** SUPPLIED RECORDS follows **
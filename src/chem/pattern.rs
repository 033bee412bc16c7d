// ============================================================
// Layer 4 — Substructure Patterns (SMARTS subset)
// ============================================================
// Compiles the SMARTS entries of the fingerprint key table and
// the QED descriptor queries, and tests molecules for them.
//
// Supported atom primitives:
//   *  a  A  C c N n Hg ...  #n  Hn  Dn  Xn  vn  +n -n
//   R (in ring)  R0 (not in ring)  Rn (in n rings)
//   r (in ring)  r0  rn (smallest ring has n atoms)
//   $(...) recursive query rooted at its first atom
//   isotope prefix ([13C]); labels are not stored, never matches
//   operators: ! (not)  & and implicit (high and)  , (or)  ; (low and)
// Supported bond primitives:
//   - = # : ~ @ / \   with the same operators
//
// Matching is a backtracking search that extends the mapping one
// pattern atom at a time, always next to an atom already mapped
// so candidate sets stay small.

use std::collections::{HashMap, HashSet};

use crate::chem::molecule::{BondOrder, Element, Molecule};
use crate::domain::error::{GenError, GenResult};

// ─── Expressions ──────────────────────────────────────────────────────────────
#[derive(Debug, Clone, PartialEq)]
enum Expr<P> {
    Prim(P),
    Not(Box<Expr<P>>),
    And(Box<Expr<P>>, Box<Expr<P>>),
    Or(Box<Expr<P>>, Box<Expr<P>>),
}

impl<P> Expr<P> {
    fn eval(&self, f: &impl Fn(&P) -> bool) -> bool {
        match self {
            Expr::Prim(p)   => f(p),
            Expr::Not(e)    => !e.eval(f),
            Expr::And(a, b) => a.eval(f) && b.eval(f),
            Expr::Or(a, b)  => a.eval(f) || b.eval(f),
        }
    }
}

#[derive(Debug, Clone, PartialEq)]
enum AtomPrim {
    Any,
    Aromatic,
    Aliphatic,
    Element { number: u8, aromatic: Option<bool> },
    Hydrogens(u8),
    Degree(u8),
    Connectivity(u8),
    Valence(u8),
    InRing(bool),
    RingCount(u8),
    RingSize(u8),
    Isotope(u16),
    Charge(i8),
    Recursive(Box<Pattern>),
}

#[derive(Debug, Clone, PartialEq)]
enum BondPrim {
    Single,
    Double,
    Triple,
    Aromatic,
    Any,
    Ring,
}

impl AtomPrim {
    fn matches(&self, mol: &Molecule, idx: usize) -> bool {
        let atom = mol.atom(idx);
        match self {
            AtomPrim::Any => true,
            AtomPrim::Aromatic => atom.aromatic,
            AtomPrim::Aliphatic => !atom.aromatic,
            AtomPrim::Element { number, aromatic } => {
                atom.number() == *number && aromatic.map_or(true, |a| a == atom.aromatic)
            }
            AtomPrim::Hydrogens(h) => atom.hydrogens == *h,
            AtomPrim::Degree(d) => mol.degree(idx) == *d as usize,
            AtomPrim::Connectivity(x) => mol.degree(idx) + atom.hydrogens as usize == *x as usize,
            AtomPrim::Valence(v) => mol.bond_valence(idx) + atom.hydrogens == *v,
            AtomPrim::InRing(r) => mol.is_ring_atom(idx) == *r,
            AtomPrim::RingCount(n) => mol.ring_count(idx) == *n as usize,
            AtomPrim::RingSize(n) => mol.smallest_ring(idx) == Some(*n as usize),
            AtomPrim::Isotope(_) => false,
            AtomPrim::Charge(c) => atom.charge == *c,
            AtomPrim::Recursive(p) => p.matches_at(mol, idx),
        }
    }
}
** End of SUPPLIED RECORDS **
§ **REQUIRED ACTION**
When answering, write out each of the lines above exactly as given.

§ **WRITTEN RESPONSE**
filename src/chem/pattern.rs
repository 033bee412bc16c7d
// ============================================================
// Layer 4 — Substructure Patterns (SMARTS subset)
// ============================================================
// Compiles the SMARTS entries of the fingerprint key table and
// the QED descriptor queries, and tests molecules for them.
//
// Supported atom primitives:
//   *  a  A  C c N n Hg ...  #n  Hn  Dn  Xn  vn  +n -n
//   R (in ring)  R0 (not in ring)  Rn (in n rings)
//   r (in ring)  r0  rn (smallest ring has n atoms)
//   $(...) recursive query rooted at its first atom
//   isotope prefix ([13C]); labels are not stored, never matches
//   operators: ! (not)  & and implicit (high and)  , (or)  ; (low and)
// Supported bond primitives:
//   - = # : ~ @ / \   with the same operators
//
// Matching is a backtracking search that extends the mapping one
// pattern atom at a time, always next to an atom already mapped
// so candidate sets stay small.

use std::collections::{HashMap, HashSet};

use crate::chem::molecule::{BondOrder, Element, Molecule};
use crate::domain::error::{GenError, GenResult};

// ─── Expressions ──────────────────────────────────────────────────────────────
#[derive(Debug, Clone, PartialEq)]
enum Expr<P> {
    Prim(P),
    Not(Box<Expr<P>>),
    And(Box<Expr<P>>, Box<Expr<P>>),
    Or(Box<Expr<P>>, Box<Expr<P>>),
}

impl<P> Expr<P> {
    fn eval(&self, f: &impl Fn(&P) -> bool) -> bool {
        match self {
            Expr::Prim(p)   => f(p),
            Expr::Not(e)    => !e.eval(f),
            Expr::And(a, b) => a.eval(f) && b.eval(f),
            Expr::Or(a, b)  => a.eval(f) || b.eval(f),
        }
    }
}

#[derive(Debug, Clone, PartialEq)]
enum AtomPrim {
    Any,
    Aromatic,
    Aliphatic,
    Element { number: u8, aromatic: Option<bool> },
    Hydrogens(u8),
    Degree(u8),
    Connectivity(u8),
    Valence(u8),
    InRing(bool),
    RingCount(u8),
    RingSize(u8),
    Isotope(u16),
    Charge(i8),
    Recursive(Box<Pattern>),
}

#[derive(Debug, Clone, PartialEq)]
enum BondPrim {
    Single,
    Double,
    Triple,
    Aromatic,
    Any,
    Ring,
}

impl AtomPrim {
    fn matches(&self, mol: &Molecule, idx: usize) -> bool {
        let atom = mol.atom(idx);
        match self {
            AtomPrim::Any => true,
            AtomPrim::Aromatic => atom.aromatic,
            AtomPrim::Aliphatic => !atom.aromatic,
            AtomPrim::Element { number, aromatic } => {
                atom.number() == *number && aromatic.map_or(true, |a| a == atom.aromatic)
            }
            AtomPrim::Hydrogens(h) => atom.hydrogens == *h,
            AtomPrim::Degree(d) => mol.degree(idx) == *d as usize,
            AtomPrim::Connectivity(x) => mol.degree(idx) + atom.hydrogens as usize == *x as usize,
            AtomPrim::Valence(v) => mol.bond_valence(idx) + atom.hydrogens == *v,
            AtomPrim::InRing(r) => mol.is_ring_atom(idx) == *r,
            AtomPrim::RingCount(n) => mol.ring_count(idx) == *n as usize,
            AtomPrim::RingSize(n) => mol.smallest_ring(idx) == Some(*n as usize),
            AtomPrim::Isotope(_) => false,
            AtomPrim::Charge(c) => atom.charge == *c,
            AtomPrim::Recursive(p) => p.matches_at(mol, idx),
        }
    }
}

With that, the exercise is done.